1. Technical Field
The present disclosure relates to object detection within images, and more particularly to a variational level set system and method for shape-driven knowledge-based object detection.
2. Discussion of Related Art
Recovering a particular structure of interest from an image that follows some predefined characteristics is useful for model-based image segmentation. Such characteristics may be visual or geometric. Visual properties may be captured by building global distributions to describe the luminance characteristics of the structure of interest or by creating local appearance models. Such models can be efficient in a constrained illumination scenario, where changes are minimal and can be captured by a model.
Shape-driven knowledge-based segmentation is an alternative to visual-driven techniques. Such methods aim to recover a structure that has consistent geometric form when compared to a prior model. Smoothness is an example of imposing a prior constraint. Local geometric properties (e.g., curvature, local smoothness constraints) can be used when defining such a prior model or a prior model may be defined in a more global manner leading to more concrete representations that capture the variance of the entire structure of interest. While local models are efficient, global representations are an appropriate approach to cope with occlusions, noise and changes on the object pose.
Modeling is needed prior of introducing global shape-driven constraints. Such task is equivalent with extracting a compact representation for the structure of interest from a set of training examples. The selection of representation is related to the form of prior that is to be introduced and is constrained by the size of the training set. Building complex models requires significant amount of ground truth. Registration of all examples to a common pose is an important part of the modeling phase. Correspondences for the basic elements of the samples of the training are to be recovered towards efficient modeling.
Shape-driven knowledge-based segmentation involves a wide variety of models. Use of geometric components, like straight segments and ellipsoids was an attempt to create a compact representation for modeling faces. While such models are efficient in terms of performance and low complexity when modeling simple geometric structures, they fail to account for local information and important variability of the object of interest. Given such model, segmentation is then performed through the adjustment of the local geometric components towards the desired image properties.

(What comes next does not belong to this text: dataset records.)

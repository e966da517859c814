use std::fmt;

/// Mutually exclusive stage of a quiz session.
///
/// Each phase maps one-to-one onto a screen of the presentation layer.
#[derive(Debug, Clone, Copy, PartialEq, Eq, Hash)]
pub enum SessionPhase {
    /// Startup: a saved quiz may be waiting for a resume/discard decision.
    AwaitingResumeDecision,
    /// No identity yet; the login screen is shown.
    LoggedOut,
    /// Identity set, rules shown, no quiz running.
    RulesShown,
    /// Questions loaded and the countdown running.
    InProgress,
    /// All questions answered or time expired; results shown.
    Finished,
}

impl SessionPhase {
    #[must_use]
    pub fn as_str(self) -> &'static str {
        match self {
            SessionPhase::AwaitingResumeDecision => "awaiting_resume_decision",
            SessionPhase::LoggedOut => "logged_out",
            SessionPhase::RulesShown => "rules_shown",
            SessionPhase::InProgress => "in_progress",
            SessionPhase::Finished => "finished",
        }
    }

    /// `(started, finished)` flags as written to the persisted snapshot.
    #[must_use]
    pub fn progress_flags(self) -> (bool, bool) {
        match self {
            SessionPhase::InProgress => (true, false),
            SessionPhase::Finished => (true, true),
            SessionPhase::AwaitingResumeDecision
            | SessionPhase::LoggedOut
            | SessionPhase::RulesShown => (false, false),
        }
    }
}

impl fmt::Display for SessionPhase {
    fn fmt(&self, f: &mut fmt::Formatter<'_>) -> fmt::Result {
        f.write_str(self.as_str())
    }
}
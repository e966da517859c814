use tokio::sync::{mpsc, watch};

use quiz_core::model::SessionPhase;

use super::countdown::Countdown;
use super::service::{QuizSession, TickOutcome};
use super::view::SessionView;
use super::workflow::QuizLoopService;
use crate::error::SessionError;

/// User intents forwarded by the presentation layer.
#[derive(Debug, Clone, PartialEq, Eq)]
pub enum QuizIntent {
    Resume,
    StartFresh,
    Login(String),
    StartQuiz,
    SelectAnswer(String),
    Reset,
    Logout,
}

/// Single actor owning the session, the workflow and the countdown.
///
/// The countdown is armed exactly while the session is `InProgress`.
pub struct QuizRuntime {
    service: QuizLoopService,
    session: QuizSession,
    countdown: Countdown,
    loading: bool,
}

impl QuizRuntime {
    /// Run the startup resume check and build the actor.
    ///
    /// # Errors
    ///
    /// Propagates `SessionError` from `QuizLoopService::startup`.
    pub async fn start(service: QuizLoopService) -> Result<Self, SessionError> {
        let session = service.startup().await?;
        let countdown = Countdown::new(service.settings().tick());
        let mut runtime = Self {
            service,
            session,
            countdown,
            loading: false,
        };
        runtime.sync_countdown();
        Ok(runtime)
    }

    #[must_use]
    pub fn session(&self) -> &QuizSession {
        &self.session
    }

    #[must_use]
    pub fn view(&self) -> SessionView {
        SessionView::from_session(&self.session, self.loading)
    }

    #[must_use]
    pub fn countdown_armed(&self) -> bool {
        self.countdown.is_armed()
    }

    /// Apply one intent.
    ///
    /// # Errors
    ///
    /// Returns the `SessionError` of a refused intent; the session is unchanged.
    pub async fn dispatch(&mut self, intent: QuizIntent) -> Result<(), SessionError> {
        let result = match intent {
            QuizIntent::Resume => self.service.resume(&mut self.session).await.map(|_| ()),
            QuizIntent::StartFresh => self.service.start_fresh(&mut self.session).await,
            QuizIntent::Login(name) => self.service.login(&mut self.session, &name),
            QuizIntent::StartQuiz => self.service.start_quiz(&mut self.session).await,
            QuizIntent::SelectAnswer(selected) => self
                .service
                .answer_current(&mut self.session, &selected)
                .await
                .map(|_| ()),
            QuizIntent::Reset => self.service.reset(&mut self.session).await,
            QuizIntent::Logout => self.service.logout(&mut self.session).await,
        };
        self.sync_countdown();
        result
    }

    /// Apply one countdown tick.
    ///
    /// # Errors
    ///
    /// Returns `SessionError::WrongPhase` unless in progress.
    pub async fn on_tick(&mut self) -> Result<TickOutcome, SessionError> {
        let result = self.service.tick(&mut self.session).await;
        self.sync_countdown();
        result
    }

    /// Event loop: ticks and intents, one at a time, publishing a view after each.
    ///
    /// When a tick and an intent are ready in the same turn the tick goes first,
    /// so expiry wins over a last-moment answer. Returns when the intent
    /// channel closes.
    pub async fn run(
        mut self,
        mut intents: mpsc::Receiver<QuizIntent>,
        views: watch::Sender<SessionView>,
    ) {
        views.send_replace(self.view());
        loop {
            tokio::select! {
                biased;
                () = self.countdown.tick() => {
                    if let Err(err) = self.on_tick().await {
                        tracing::debug!(error = %err, "tick ignored");
                    }
                }
                intent = intents.recv() => {
                    let Some(intent) = intent else {
                        break;
                    };
                    if intent == QuizIntent::StartQuiz {
                        self.loading = true;
                        views.send_replace(self.view());
                    }
                    if let Err(err) = self.dispatch(intent).await {
                        tracing::debug!(error = %err, "intent refused");
                    }
                    self.loading = false;
                }
            }
            views.send_replace(self.view());
        }
        tracing::debug!("intent channel closed; quiz runtime stopped");
    }

    fn sync_countdown(&mut self) {
        if self.session.phase() == SessionPhase::InProgress {
            self.countdown.arm();
        } else {
            self.countdown.disarm();
        }
    }
}

impl std::fmt::Debug for QuizRuntime {
    fn fmt(&self, f: &mut std::fmt::Formatter<'_>) -> std::fmt::Result {
        f.debug_struct("QuizRuntime")
            .field("session", &self.session)
            .field("countdown", &self.countdown)
            .field("loading", &self.loading)
            .finish_non_exhaustive()
    }
}
use quiz_core::model::SessionPhase;
use services::SessionView;
use services::session::clock_label;

/// What a line typed on the terminal means for the current screen.
#[derive(Debug, Clone, PartialEq, Eq)]
pub enum Input {
    Intent(services::QuizIntent),
    Quit,
    Ignored,
}

/// Quits from any screen. A bare `q` is a valid name on the login screen.
pub const QUIT_COMMAND: &str = ":q";

/// Map one input line to an intent for the screen `view` shows.
pub fn read_input(view: &SessionView, line: &str) -> Input {
    use services::QuizIntent;

    let line = line.trim();
    if line == QUIT_COMMAND
        || (line.eq_ignore_ascii_case("q") && view.phase != SessionPhase::LoggedOut)
    {
        return Input::Quit;
    }
    if view.loading {
        return Input::Ignored;
    }

    match view.phase {
        SessionPhase::AwaitingResumeDecision => match line {
            "y" | "Y" | "" => Input::Intent(QuizIntent::Resume),
            "n" | "N" => Input::Intent(QuizIntent::StartFresh),
            _ => Input::Ignored,
        },
        SessionPhase::LoggedOut => Input::Intent(QuizIntent::Login(line.to_string())),
        SessionPhase::RulesShown => match line {
            "" | "s" | "S" => Input::Intent(QuizIntent::StartQuiz),
            _ => Input::Ignored,
        },
        SessionPhase::InProgress => {
            let Some(question) = view.question.as_ref() else {
                return Input::Ignored;
            };
            line.parse::<usize>()
                .ok()
                .and_then(|choice| choice.checked_sub(1))
                .and_then(|idx| question.options.get(idx))
                .map_or(Input::Ignored, |option| {
                    Input::Intent(QuizIntent::SelectAnswer(option.clone()))
                })
        }
        SessionPhase::Finished => match line {
            "r" | "R" | "" => Input::Intent(QuizIntent::Reset),
            "l" | "L" => Input::Intent(QuizIntent::Logout),
            _ => Input::Ignored,
        },
    }
}

/// Text for `next`, or `None` when only the clock moved and the change is not
/// worth a line.
pub fn render(previous: Option<&SessionView>, next: &SessionView) -> Option<String> {
    if let Some(previous) = previous {
        if previous == next {
            return None;
        }
        let same_screen = previous.phase == next.phase
            && previous.question == next.question
            && previous.loading == next.loading
            && previous.start_failure == next.start_failure;
        if same_screen {
            return next
                .time_remaining_secs
                .filter(|secs| *secs <= 10 || secs % 30 == 0)
                .map(|secs| format!("  time left {}", clock_label(secs)));
        }
    }

    let mut out = String::new();
    match next.phase {
        SessionPhase::AwaitingResumeDecision => {
            out.push_str("An unfinished quiz was found.\n");
            out.push_str("Resume it? [Y/n]");
        }
        SessionPhase::LoggedOut => {
            out.push_str("Welcome to the quiz.\n");
            out.push_str(&format!("Enter your name ({QUIT_COMMAND} to quit):"));
        }
        SessionPhase::RulesShown => {
            let name = next.player.as_deref().unwrap_or_default();
            out.push_str(&format!("Hello {name}.\n"));
            out.push_str("Answer as many questions as you can before the clock runs out.\n");
            out.push_str("Unanswered questions count as neither right nor wrong.\n");
            if next.loading {
                out.push_str("Loading questions...");
            } else {
                if let Some(reason) = next.start_failure.as_deref() {
                    out.push_str(&format!("Could not start the quiz: {reason}\n"));
                }
                out.push_str("Press Enter to start, q to quit.");
            }
        }
        SessionPhase::InProgress => {
            if let Some(question) = next.question.as_ref() {
                let secs = next.time_remaining_secs.unwrap_or_default();
                out.push_str(&format!(
                    "\nQuestion {}/{}  [{} | {}]  time left {}\n",
                    question.number,
                    question.total,
                    question.category,
                    question.difficulty,
                    clock_label(secs)
                ));
                out.push_str(&question.text);
                for (idx, option) in question.options.iter().enumerate() {
                    out.push_str(&format!("\n  {}) {option}", idx + 1));
                }
            }
        }
        SessionPhase::Finished => {
            if let Some(results) = next.results {
                out.push_str("\nQuiz finished.\n");
                out.push_str(&format!(
                    "Correct: {}  Wrong: {}  Unanswered: {}  Total: {}\n",
                    results.correct, results.wrong, results.unanswered, results.total
                ));
                out.push_str(&format!("Score: {}%\n", results.percentage));
            }
            out.push_str("r to play again, l to log out, q to quit.");
        }
    }
    Some(out)
}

Other techniques includes deformable templates, active shape and appearance models, and snake models.
The application domain for level set methods in machine vision is wide and not restricted to image segmentation, restoration, tracking, shape from shading, 3D reconstruction, medical image segmentation, etc. These techniques were originated, studied and applied to other scientific domains like geometry, robotics, fluids, semiconductors designing, etc. Most of the mentioned applications share a common concern, tracking moving interfaces. Level set representations are well-suited computational methods to perform this task. They can be used for any dimension (e.g., curves, surfaces, hyper-surfaces, etc.), are parameter free and can change naturally the topology of the evolving interface. Moreover, they provide a natural way to determine and estimate geometric properties of the evolving interface.
These techniques can also deal with non-rigid objects and motions, since they refer to very local characteristics and can deform an interface pixel-wise. However, they can exhibit poor performance compared with parametric models when solid/rigid motions and objects are considered. Local propagations are sensitive and fail to take fully advantage of some a priori well-determined physical constraints like solid shape models.
Therefore, a need exists for a variational level set system and method for shape-driven knowledge-based object detection.